(acronym) PHP Hypertext Preprocessor

Essentially, PHP is a very flexible, very useful web development tool, designed to take on the tasks of serving up dynamic content. Capable of running on IIS, Apache, and probably a slew of other web servers, PHP is readily and freely availible to all those interested.

A frequent gripe had against PHP is security -- Since PHP is so simple that relatively inexperienced computer users can still effectively employ it, PHP code has a bit of a bad reputation for having more holes than swiss cheese. Heading the crowd of these security complaints is PHP's behavior of automatically registering global variables for anything passed by the browser. Although this behavior can be changed in the configuration file with the line "register_globals=off", it is on by default.

In other words, if I request:
http://site/file.php?some_var=blah
Then as soon as file.php starts executing, there's a global variable waiting for me called $some_var, whose contents are "blah." While incredibly handy when you just want to whip up a quick little something, this gets to be a bit troublesome when you have code like this example:

<?php
if($userPasswd==$sitePasswd)
 $logged_in=1;
[...]
if($logged_in==1)
 something_secure();
?>

Our attacker need only put ?logged_in=1 on the URL, and he automatically qualifies as logged in. While this simple example is so bone-headed that no one in their right minds would be likely to fall for it, more subtle variants of it may well -- and generally do -- come back to haunt the unsuspectiing programmer.

Another critical point many Perl advocates have against PHP is bloat and speed -- By default, PHP has out-of-the-box support for a myriad of protocols, features, and functions -- some of which further reinforce the argument against PHP's security. While I haven't run any serious tests, my general feeling has been that PHP is not as fast as Perl. This may be quite wrong, and I have only measured this through scripts which perform millions of operations. However, I have seen many arguments against PHP which mention this performance difference. It would definitely be interesting to see a more scientific exploration of the matter.

PHP has a very simplistic approach to arrays, hashes, and objects which may well be useful for teaching beginning programming. Much like Perl, in which the line between integers and strings becomes blurred, PHP has a rather context-driven approach to the interpretation of a value.
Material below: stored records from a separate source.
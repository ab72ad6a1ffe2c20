// SPDX-License-Identifier: BUSL-1.1
// Copyright (c) 2026 Alfred Jean LLC

use std::time::Duration;

use lull_adapters::{FakeFailure, FakeProcessTable, FakeSignalAdapter};
use lull_core::SuspendSignal::{Cont, Stop};

use super::*;

struct Harness {
    signals: FakeSignalAdapter,
    procs: Arc<FakeProcessTable>,
    suspender: Arc<Suspender>,
}

fn harness(policy: SuspendPolicy) -> Harness {
    let signals = FakeSignalAdapter::new();
    let procs = Arc::new(FakeProcessTable::new());
    // firefox 10 → {11, 12}, 12 → {13}; foot 20 → {21}, 21 → {22}
    procs.add(10, &[11, 12]);
    procs.add(12, &[13]);
    procs.add(20, &[21]);
    procs.add(21, &[22]);
    procs.add(30, &[]);
    let suspender = Arc::new(Suspender::new(Arc::new(signals.clone()), procs.clone(), policy));
    Harness { signals, procs, suspender }
}

fn window(pid: u32, app_id: &str) -> WindowState {
    WindowState { pid: Pid::new(pid), app_id: app_id.to_string(), visible: false }
}

#[test]
fn stop_signals_children_before_parent() {
    let h = harness(SuspendPolicy::default());

    assert_eq!(h.suspender.deliver(&[window(10, "firefox")], Stop), 1);

    assert_eq!(h.signals.sent(Stop), vec![13, 12, 11, 10]);
    assert!(h.suspender.is_stopped(Pid::new(10)));
}

#[test]
fn stop_twice_is_idempotent() {
    let h = harness(SuspendPolicy::default());

    h.suspender.deliver(&[window(10, "firefox")], Stop);
    assert_eq!(h.suspender.deliver(&[window(10, "firefox")], Stop), 0);

    assert_eq!(h.signals.sent(Stop).len(), 4);
    assert_eq!(h.suspender.stopped(), vec![(Pid::new(10), "firefox".to_string())]);
}

#[test]
fn cont_on_unregistered_pid_sends_nothing() {
    let h = harness(SuspendPolicy::default());

    assert_eq!(h.suspender.deliver(&[window(10, "firefox")], Cont), 0);

    assert!(h.signals.calls().is_empty());
}

#[test]
fn cont_unregisters_and_wakes_every_descendant() {
    let h = harness(SuspendPolicy::default());
    h.suspender.deliver(&[window(10, "firefox")], Stop);
    h.signals.clear();

    assert_eq!(h.suspender.deliver(&[window(10, "firefox")], Cont), 1);

    let mut woken = h.signals.sent(Cont);
    woken.sort_unstable();
    assert_eq!(woken, vec![10, 11, 12, 13]);
    assert!(h.suspender.stopped().is_empty());
}

#[test]
fn no_recursion_apps_keep_grandchildren_running() {
    let h = harness(SuspendPolicy::default());

    h.suspender.deliver(&[window(20, "foot")], Stop);

    assert_eq!(h.signals.sent(Stop), vec![21, 20]);
}

#[test]
fn never_signal_apps_are_skipped_entirely() {
    let mut policy = SuspendPolicy::default();
    policy.never_signal.insert("keepassxc".to_string());
    let h = harness(policy);

    assert_eq!(h.suspender.deliver(&[window(10, "keepassxc")], Stop), 0);

    assert!(h.signals.calls().is_empty());
    assert!(h.suspender.stopped().is_empty());
}

#[test]
fn failed_delivery_evicts_the_pid() {
    let h = harness(SuspendPolicy::default());
    h.signals.fail(30, FakeFailure::Gone);

    h.suspender.deliver(&[window(30, "mpv")], Stop);

    assert!(!h.suspender.is_stopped(Pid::new(30)));
    // a later STOP is attempted again instead of being swallowed
    assert_eq!(h.suspender.deliver(&[window(30, "mpv")], Stop), 1);
}

#[test]
fn failed_child_does_not_roll_back_the_root() {
    let h = harness(SuspendPolicy::default());
    h.signals.fail(12, FakeFailure::Denied);

    h.suspender.deliver(&[window(10, "firefox")], Stop);

    assert!(h.suspender.is_stopped(Pid::new(10)));
    assert_eq!(h.signals.sent(Stop), vec![13, 12, 11, 10]);
}

#[test]
fn vanished_root_is_not_registered() {
    let h = harness(SuspendPolicy::default());
    h.procs.remove(30);

    h.suspender.deliver(&[window(30, "mpv")], Stop);

    assert!(h.suspender.stopped().is_empty());
    assert!(h.signals.calls().is_empty());
}

#[tokio::test(start_paused = true)]
async fn wake_hold_suppresses_stop_until_released() {
    let h = harness(SuspendPolicy::default());
    h.suspender.deliver(&[window(10, "firefox")], Stop);

    let suspender = h.suspender.clone();
    let hold = tokio::spawn(async move {
        suspender.apply(&[window(10, "firefox")], Cont, Some(Duration::from_secs(1))).await
    });
    tokio::time::sleep(Duration::from_millis(500)).await;

    assert!(h.suspender.is_locked());
    assert_eq!(h.suspender.apply(&[window(10, "firefox")], Stop, None).await, 0);
    assert!(!h.suspender.is_stopped(Pid::new(10)));

    assert_eq!(hold.await.unwrap(), 1);
    assert!(!h.suspender.is_locked());
    assert_eq!(h.suspender.apply(&[window(10, "firefox")], Stop, None).await, 1);
}

#[tokio::test(start_paused = true)]
async fn cancelled_hold_still_releases_the_lock() {
    let h = harness(SuspendPolicy::default());

    let suspender = h.suspender.clone();
    let hold = tokio::spawn(async move {
        suspender.apply(&[window(10, "firefox")], Cont, Some(Duration::from_secs(60))).await
    });
    tokio::time::sleep(Duration::from_millis(10)).await;
    assert!(h.suspender.is_locked());

    hold.abort();
    let _ = hold.await;

    assert!(!h.suspender.is_locked());
}

#[tokio::test]
async fn cont_proceeds_while_locked() {
    let h = harness(SuspendPolicy::default());
    h.suspender.deliver(&[window(10, "firefox"), window(20, "foot")], Stop);

    let suspender = h.suspender.clone();
    let hold = tokio::spawn(async move {
        suspender.apply(&[window(10, "firefox")], Cont, Some(Duration::from_millis(50))).await
    });
    tokio::task::yield_now().await;

    assert_eq!(h.suspender.deliver(&[window(20, "foot")], Cont), 1);
    hold.await.unwrap();
    assert!(h.suspender.stopped().is_empty());
}

#[test]
fn resume_all_wakes_every_root() {
    let h = harness(SuspendPolicy::default());
    h.suspender.deliver(&[window(10, "firefox"), window(20, "foot")], Stop);
    h.signals.clear();

    assert_eq!(h.suspender.resume_all(), 2);

    assert!(h.suspender.stopped().is_empty());
    let mut woken = h.signals.sent(Cont);
    woken.sort_unstable();
    assert_eq!(woken, vec![10, 11, 12, 13, 20, 21]);
}

#[test]
fn duplicate_targets_transition_once() {
    let h = harness(SuspendPolicy::default());

    let n = h.suspender.deliver(&[window(30, "mpv"), window(30, "mpv")], Stop);

    assert_eq!(n, 1);
    assert_eq!(h.signals.sent(Stop), vec![30]);
}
Unlike Perl, where hashes, arrays, and scalars have seperate identifiers (%, @, and $, respectively), PHP variables all start with a $. All PHP arrays are hashes, regardless of how you refer to them. The following construct is perfectly legal in PHP:

$arr[0]=0
$arr[1]=1
$arr[2]=2
$arr[3]=3
$arr[4]=4
[...]
$arr["ten"]="TEN";

PHP adequately supports classes, although its lack of destructors gets a bit annoying from time to time. PHP is exceptionally well-documented -- The PHP web site (http://www.php.net) maintains a complete searchable list of built-in functions, with parameters, more detailed discussion, user comments, and an surprisingly useful list of related functions. All-in-all, it puts Man pages to shame. Additionally, the PHP manual is a wealth of information, and comes in a variety of formats (including, as I found out to my glee, iSilo for PDAs).

Despite its intimidating security problems, I love PHP. It takes some discipline and know-how to really tighten security with it, but I find that you can take care of the global variable problem while still easily maintaining the swift development times, compact code, and readability that make PHP so attractive.